Fine-tune your trading: Advanced order types for institutional Traders

Professional traders with deep pockets can sometimes get more than they bargain for when executing orders. Slippage, slow order execution and other side effects of trading large amounts only get more pronounced as position sizes increase to institutional-scale.

To avoid these hazards, institutions use advanced order types to closely control the buying and selling process. This ensures they get what they order regardless of market conditions.

Simple order types

Most cryptocurrency trading platforms offer two types of orders:

Market orders that deliver an immediate transaction without guaranteeing the execution price.

Limit orders that buy or sell at a specified price but are not guaranteed to execute.

These order types are adequate for retail traders with relatively small accounts, but don’t offer institutions the ability to tailor orders according to their needs.

Advanced order types

As an institutional-grade cryptocurrency exchange, eToroX offers advanced order types that enable sophisticated trading strategies. These allow professional traders to split orders and set specific conditions for buying and selling.

Time-in-force orders

Time-in-force is a variable for a limit order that allows traders to specify how long the order will stay active.

Adjusting the time-in-force allows institutional traders to minimize the risk of a bad fill, and reduce the workload of monitoring trades by setting orders to execute or automatically cancel by a specific time.

eToroX offers four different types of time-in-force orders:

Fill-or-Kill (FOK) orders are either immediately executed at a specified price, or completely cancelled. A FOK order might be used by a big trader to minimize the risk of the market moving against them: If sufficient liquidity is available, the order will be filled all at once. If not, the order will be immediately cancelled (or killed). This reduces market impact by allowing the trader to quickly dip in and out of the market.

Immediate-or-Cancel (IOC) orders are similar to FOK orders but they accept partial fills.
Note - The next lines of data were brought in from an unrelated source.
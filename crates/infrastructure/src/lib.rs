pub mod api;
pub mod graphql;
pub mod identity;
pub mod image;
pub mod in_memory;
pub mod s3;
pub mod store;

pub use api::*;
pub use graphql::*;
pub use identity::*;
pub use image::*;
pub use in_memory::*;
pub use s3::*;
pub use store::*;
//! Snapshot and export layout.
//!
//! The cache never writes files. An external writer takes a [`CacheSnapshot`]
//! and uses its [`ExportLayout`] to lay the records out: one stacked frame
//! array, one column per metadata channel and one stacked array per derived
//! quantity.

use daq_core::SyncRecord;
use serde::{Deserialize, Serialize};
use std::collections::BTreeMap;
use std::sync::Arc;

/// Shape and naming contract for exporting a snapshot.
#[derive(Debug, Clone, PartialEq, Eq, Serialize, Deserialize)]
pub struct ExportLayout {
    /// Cache mode the snapshot came from (`ring`, `scan`, `bins`).
    pub mode: String,
    /// Configured capacity (total across bins).
    pub capacity: usize,
    /// Number of records in the snapshot.
    pub record_count: usize,
    /// Row-major shape of one frame, from the oldest record.
    pub frame_shape: Option<Vec<usize>>,
    /// Dtype name of the frame array (`uint16`, `float32`, ...).
    pub element_type: Option<String>,
    /// Metadata channel names, sorted.
    pub channels: Vec<String>,
    /// Derived array names with their per-record shape.
    pub derived: BTreeMap<String, Vec<usize>>,
    /// Records per bin, bin mode only.
    #[serde(default, skip_serializing_if = "Option::is_none")]
    pub bin_counts: Option<Vec<usize>>,
}

impl ExportLayout {
    pub(crate) fn describe(
        mode: &str,
        capacity: usize,
        records: &[Arc<SyncRecord>],
        bin_counts: Option<Vec<usize>>,
    ) -> Self {
        let first = records.first();
        Self {
            mode: mode.to_string(),
            capacity,
            record_count: records.len(),
            frame_shape: first.map(|r| r.array.shape().to_vec()),
            element_type: first.map(|r| r.array.element_type().dtype_name().to_string()),
            channels: first
                .map(|r| r.attributes.keys().cloned().collect())
                .unwrap_or_default(),
            derived: first
                .map(|r| {
                    r.derived
                        .iter()
                        .map(|(name, array)| (name.clone(), array.shape().to_vec()))
                        .collect()
                })
                .unwrap_or_default(),
            bin_counts,
        }
    }

    /// Serialize to pretty JSON for the external writer.
    pub fn to_json(&self) -> serde_json::Result<String> {
        serde_json::to_string_pretty(self)
    }
}

/// Consistent point-in-time copy of the cache.
#[derive(Debug, Clone)]
pub struct CacheSnapshot {
    /// Records oldest-first (bin mode: bin 0 first, each bin oldest-first).
    pub records: Vec<Arc<SyncRecord>>,
    /// Layout describing `records`.
    pub layout: ExportLayout,
}

impl CacheSnapshot {
    /// Values of one channel across the snapshot, `None` where nothing was attached.
    pub fn channel_series(&self, channel: &str) -> Vec<Option<f64>> {
        self.records.iter().map(|r| r.value_f64(channel)).collect()
    }

    /// Sequence ids in snapshot order.
    pub fn sequence_ids(&self) -> Vec<i64> {
        self.records.iter().map(|r| r.sequence_id).collect()
    }

    /// Frames stacked into one flat `f64` buffer of shape `[n, ..frame_shape]`.
    ///
    /// Returns `None` when frames disagree on shape.
    pub fn stacked_frames_f64(&self) -> Option<Vec<f64>> {
        let shape = self.layout.frame_shape.as_deref()?;
        let mut out = Vec::new();
        for record in &self.records {
            if record.array.shape() != shape {
                return None;
            }
            out.extend_from_slice(&record.array.data().as_f64());
        }
        Some(out)
    }
}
If there is insufficient liquidity, only the portion of the IOC order that cannot be immediately filled will be cancelled. IOC orders are typically used to get as large a position as possible at a specific price.

Just like FOK orders, IOC orders prevent big players from moving the market because any portion of the order that isn’t immediately filled gets cancelled.

Good-Til-Canceled (GTC) orders stay active until the trade is either executed, or manually canceled. These orders are typically used by institutions that want to buy or sell at a specific level away from the current price.

Good-Til-Date (GTD) orders allow traders to specify a date when the order will expire. The order will then remain active until it is either filled or the pre-selected date passes. Institutional players might use these orders to try and buy an asset at a specific price before the date of a future price catalyst.

Iceberg orders

The presence of big players on the order book can spook the market, causing volatility as traders anticipate a sudden shift in the balance of supply and demand.

At the same time, large orders also attract the attention of small traders trying to get in the slipstream of professionals. These traders will place orders slightly above or below institutional orders, making them more difficult to execute successfully.

A more sinister aspect is when traders can detect that an institutional player is about to liquidate a large position could short the asset and drive down the price before the institution is able to get filled at their desired level.

To avoid these market hazards, professional traders use iceberg orders which automatically break large orders down into smaller chunks to conceal the real size. These small chunks are then drip fed to the orderbook one at a time. When one order fills, the next is sent to the market.

For example, an institutional trader might break down a large order for 200 bitcoin into ten different orders for 20 bitcoin each and then gradually dribble them to the market.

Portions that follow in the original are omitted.